▶ _Task to complete_
Look through the entries below and extract exactly the lines from the one containing "pub struct BoostDef" through the one containing "impl<S: SigilDef, P: PowerDef>", ends included.

————————

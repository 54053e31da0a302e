//! Static blessing definitions - sigil graphs, power categories, boosts
//!
//! Definitions are loaded once per session and never mutated. The engine is
//! generic over the `SigilDef` / `PowerDef` traits so alternative content
//! shapes can drive it; `SigilNode` and `PowerNode` are the TOML-backed ones.

use serde::{Deserialize, Serialize};

use crate::core::types::{AuxField, BlessingId, CategoryId, PowerId, ResourceType, SigilId};

/// Quota a sigil grants to one power category
#[derive(Debug, Clone, PartialEq, Eq, Serialize, Deserialize)]
pub struct Benefit {
    pub category: CategoryId,
    pub amount: u32,
}

/// How a sigil's benefits are accumulated into quotas
#[derive(Debug, Clone, Copy, PartialEq, Eq, Default, Serialize, Deserialize)]
#[serde(rename_all = "snake_case")]
pub enum BenefitRule {
    /// Every benefit is added
    #[default]
    Always,
    /// Benefits only open a new category while fewer than two categories
    /// already hold quota (first come, first served)
    ChooseTwo,
}

/// A node in a blessing's prerequisite graph
pub trait SigilDef {
    fn id(&self) -> &SigilId;
    fn prerequisites(&self) -> &[SigilId];
    /// Resource consumed while selected, if any
    fn resource(&self) -> Option<ResourceType>;
    fn benefits(&self) -> &[Benefit];
    fn benefit_rule(&self) -> BenefitRule {
        BenefitRule::Always
    }
}

/// A selectable power inside a category
pub trait PowerDef {
    fn id(&self) -> &PowerId;
    /// Sigils that must stay selected for this power to remain selected
    fn requires(&self) -> &[SigilId];
}

/// TOML-backed sigil node
#[derive(Debug, Clone, PartialEq, Serialize, Deserialize)]
pub struct SigilNode {
    pub id: SigilId,
    pub name: String,
    #[serde(default)]
    pub prerequisites: Vec<SigilId>,
    #[serde(default)]
    pub resource: Option<ResourceType>,
    #[serde(default)]
    pub benefits: Vec<Benefit>,
    #[serde(default)]
    pub benefit_rule: BenefitRule,
}

impl SigilDef for SigilNode {
    fn id(&self) -> &SigilId {
        &self.id
    }

    fn prerequisites(&self) -> &[SigilId] {
        &self.prerequisites
    }

    fn resource(&self) -> Option<ResourceType> {
        self.resource
    }

    fn benefits(&self) -> &[Benefit] {
        &self.benefits
    }

    fn benefit_rule(&self) -> BenefitRule {
        self.benefit_rule
    }
}

/// TOML-backed power
#[derive(Debug, Clone, PartialEq, Serialize, Deserialize)]
pub struct PowerNode {
    pub id: PowerId,
    pub name: String,
    #[serde(default)]
    pub requires: Vec<SigilId>,
    #[serde(default)]
    pub description: String,
}

impl PowerDef for PowerNode {
    fn id(&self) -> &PowerId {
        &self.id
    }

    fn requires(&self) -> &[SigilId] {
        &self.requires
    }
}

/// A group of powers sharing one quota
#[derive(Debug, Clone, PartialEq, Serialize, Deserialize)]
pub struct PowerCategory<P = PowerNode> {
    pub id: CategoryId,
    pub name: String,
    #[serde(default = "Vec::new")]
    pub powers: Vec<P>,
}

impl<P: PowerDef> PowerCategory<P> {
    pub fn power(&self, id: &PowerId) -> Option<&P> {
        self.powers.iter().find(|p| p.id() == id)
    }
}

/// Boost slot for one category
#[derive(Debug, Clone, PartialEq, Eq, Serialize, Deserialize)]
pub struct BoostDef {
    pub category: CategoryId,
    /// Resource consumed while the boost is active
    pub resource: ResourceType,
    /// Extra quota granted while active
    pub bonus: u32,
    /// Auxiliary fields reset when the boost is turned off
    #[serde(default)]
    pub clears: Vec<AuxField>,
}

/// Named assignment hanging off one power (e.g. which beast a bond targets)
#[derive(Debug, Clone, PartialEq, Eq, Serialize, Deserialize)]
pub struct AuxiliaryDef {
    pub field: AuxField,
    pub category: CategoryId,
    pub owner: PowerId,
}

/// Complete static content for one blessing
#[derive(Debug, Clone, PartialEq, Serialize, Deserialize)]
pub struct BlessingDefinition<S = SigilNode, P = PowerNode> {
    pub id: BlessingId,
    pub name: String,
    #[serde(default)]
    pub description: String,
    #[serde(default = "Vec::new")]
    pub sigils: Vec<S>,
    #[serde(default = "Vec::new")]
    pub categories: Vec<PowerCategory<P>>,
    #[serde(default)]
    pub boosts: Vec<BoostDef>,
    #[serde(default)]
    pub auxiliaries: Vec<AuxiliaryDef>,
}

impl<S: SigilDef, P: PowerDef> BlessingDefinition<S, P> {
    pub fn sigil(&self, id: &SigilId) -> Option<&S> {
        self.sigils.iter().find(|s| s.id() == id)
    }

    pub fn category(&self, id: &CategoryId) -> Option<&PowerCategory<P>> {
        self.categories.iter().find(|c| &c.id == id)
    }

    pub fn boost(&self, category: &CategoryId) -> Option<&BoostDef> {
        self.boosts.iter().find(|b| &b.category == category)
    }

    pub fn auxiliary(&self, field: &AuxField) -> Option<&AuxiliaryDef> {
        self.auxiliaries.iter().find(|a| &a.field == field)
    }
}

#[cfg(test)]
mod tests {
    use super::*;

    #[test]
    fn test_sigil_defaults_from_toml() {
        let node: SigilNode = toml::from_str(
            r#"
id = "spark"
name = "Spark"
"#,
        )
        .unwrap();
        assert!(node.prerequisites.is_empty());
        assert_eq!(node.resource, None);
        assert_eq!(node.benefit_rule, BenefitRule::Always);
    }

    #[test]
    fn test_benefit_rule_snake_case() {
        let node: SigilNode = toml::from_str(
            r#"
id = "triune"
name = "Triune"
resource = "juathas"
benefit_rule = "choose_two"
benefits = [{ category = "flame", amount = 1 }]
"#,
        )
        .unwrap();
        assert_eq!(node.benefit_rule, BenefitRule::ChooseTwo);
        assert_eq!(node.resource, Some(ResourceType::Juathas));
        assert_eq!(node.benefits[0].category.as_str(), "flame");
    }
}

————————

▶ _Answer to the exercise_
pub struct BoostDef {
    pub category: CategoryId,
    /// Resource consumed while the boost is active
    pub resource: ResourceType,
    /// Extra quota granted while active
    pub bonus: u32,
    /// Auxiliary fields reset when the boost is turned off
    #[serde(default)]
    pub clears: Vec<AuxField>,
}

/// Named assignment hanging off one power (e.g. which beast a bond targets)
#[derive(Debug, Clone, PartialEq, Eq, Serialize, Deserialize)]
pub struct AuxiliaryDef {
    pub field: AuxField,
    pub category: CategoryId,
    pub owner: PowerId,
}

/// Complete static content for one blessing
#[derive(Debug, Clone, PartialEq, Serialize, Deserialize)]
pub struct BlessingDefinition<S = SigilNode, P = PowerNode> {
    pub id: BlessingId,
    pub name: String,
    #[serde(default)]
    pub description: String,
    #[serde(default = "Vec::new")]
    pub sigils: Vec<S>,
    #[serde(default = "Vec::new")]
    pub categories: Vec<PowerCategory<P>>,
    #[serde(default)]
    pub boosts: Vec<BoostDef>,
    #[serde(default)]
    pub auxiliaries: Vec<AuxiliaryDef>,
}

impl<S: SigilDef, P: PowerDef> BlessingDefinition<S, P> {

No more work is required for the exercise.